Your objective
What you return should be the line containing "let len = self.data_size();" and each line after it to the end of the records, copied exactly.

Data provided below:

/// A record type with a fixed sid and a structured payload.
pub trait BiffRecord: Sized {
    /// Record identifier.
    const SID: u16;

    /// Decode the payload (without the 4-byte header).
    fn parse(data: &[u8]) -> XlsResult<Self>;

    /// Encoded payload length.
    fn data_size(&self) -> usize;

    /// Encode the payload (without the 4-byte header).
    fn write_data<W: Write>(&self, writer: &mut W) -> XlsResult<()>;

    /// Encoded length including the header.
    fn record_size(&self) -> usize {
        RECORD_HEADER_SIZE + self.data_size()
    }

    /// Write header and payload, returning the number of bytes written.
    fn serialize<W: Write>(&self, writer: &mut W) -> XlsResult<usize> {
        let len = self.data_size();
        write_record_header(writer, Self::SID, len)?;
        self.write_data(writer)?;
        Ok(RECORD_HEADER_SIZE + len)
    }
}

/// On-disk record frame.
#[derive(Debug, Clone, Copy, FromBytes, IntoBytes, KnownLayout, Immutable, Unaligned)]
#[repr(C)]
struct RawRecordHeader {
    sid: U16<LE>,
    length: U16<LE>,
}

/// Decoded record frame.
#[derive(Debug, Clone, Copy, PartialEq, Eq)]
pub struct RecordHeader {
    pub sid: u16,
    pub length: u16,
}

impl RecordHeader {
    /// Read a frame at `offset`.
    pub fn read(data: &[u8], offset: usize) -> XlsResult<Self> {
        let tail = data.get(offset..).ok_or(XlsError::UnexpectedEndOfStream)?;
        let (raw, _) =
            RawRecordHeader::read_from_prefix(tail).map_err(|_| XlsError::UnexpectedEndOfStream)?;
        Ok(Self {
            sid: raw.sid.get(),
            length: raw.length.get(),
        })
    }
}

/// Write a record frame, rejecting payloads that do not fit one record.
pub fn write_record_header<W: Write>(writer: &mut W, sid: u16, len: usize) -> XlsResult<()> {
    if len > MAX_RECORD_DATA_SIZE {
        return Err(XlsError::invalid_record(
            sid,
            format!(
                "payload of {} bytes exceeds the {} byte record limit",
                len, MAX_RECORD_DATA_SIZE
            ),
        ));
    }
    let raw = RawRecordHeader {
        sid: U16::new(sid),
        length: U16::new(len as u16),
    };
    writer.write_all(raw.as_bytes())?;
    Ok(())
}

End of Data provided.

Exercise response
        let len = self.data_size();
        write_record_header(writer, Self::SID, len)?;
        self.write_data(writer)?;
        Ok(RECORD_HEADER_SIZE + len)
    }
}

/// On-disk record frame.
#[derive(Debug, Clone, Copy, FromBytes, IntoBytes, KnownLayout, Immutable, Unaligned)]
#[repr(C)]
struct RawRecordHeader {
    sid: U16<LE>,
    length: U16<LE>,
}

/// Decoded record frame.
#[derive(Debug, Clone, Copy, PartialEq, Eq)]
pub struct RecordHeader {
    pub sid: u16,
    pub length: u16,
}

impl RecordHeader {
    /// Read a frame at `offset`.
    pub fn read(data: &[u8], offset: usize) -> XlsResult<Self> {
        let tail = data.get(offset..).ok_or(XlsError::UnexpectedEndOfStream)?;
        let (raw, _) =
            RawRecordHeader::read_from_prefix(tail).map_err(|_| XlsError::UnexpectedEndOfStream)?;
        Ok(Self {
            sid: raw.sid.get(),
            length: raw.length.get(),
        })
    }
}

/// Write a record frame, rejecting payloads that do not fit one record.
pub fn write_record_header<W: Write>(writer: &mut W, sid: u16, len: usize) -> XlsResult<()> {
    if len > MAX_RECORD_DATA_SIZE {
        return Err(XlsError::invalid_record(
            sid,
            format!(
                "payload of {} bytes exceeds the {} byte record limit",
                len, MAX_RECORD_DATA_SIZE
            ),
        ));
    }
    let raw = RawRecordHeader {
        sid: U16::new(sid),
        length: U16::new(len as u16),
    };
    writer.write_all(raw.as_bytes())?;
    Ok(())
}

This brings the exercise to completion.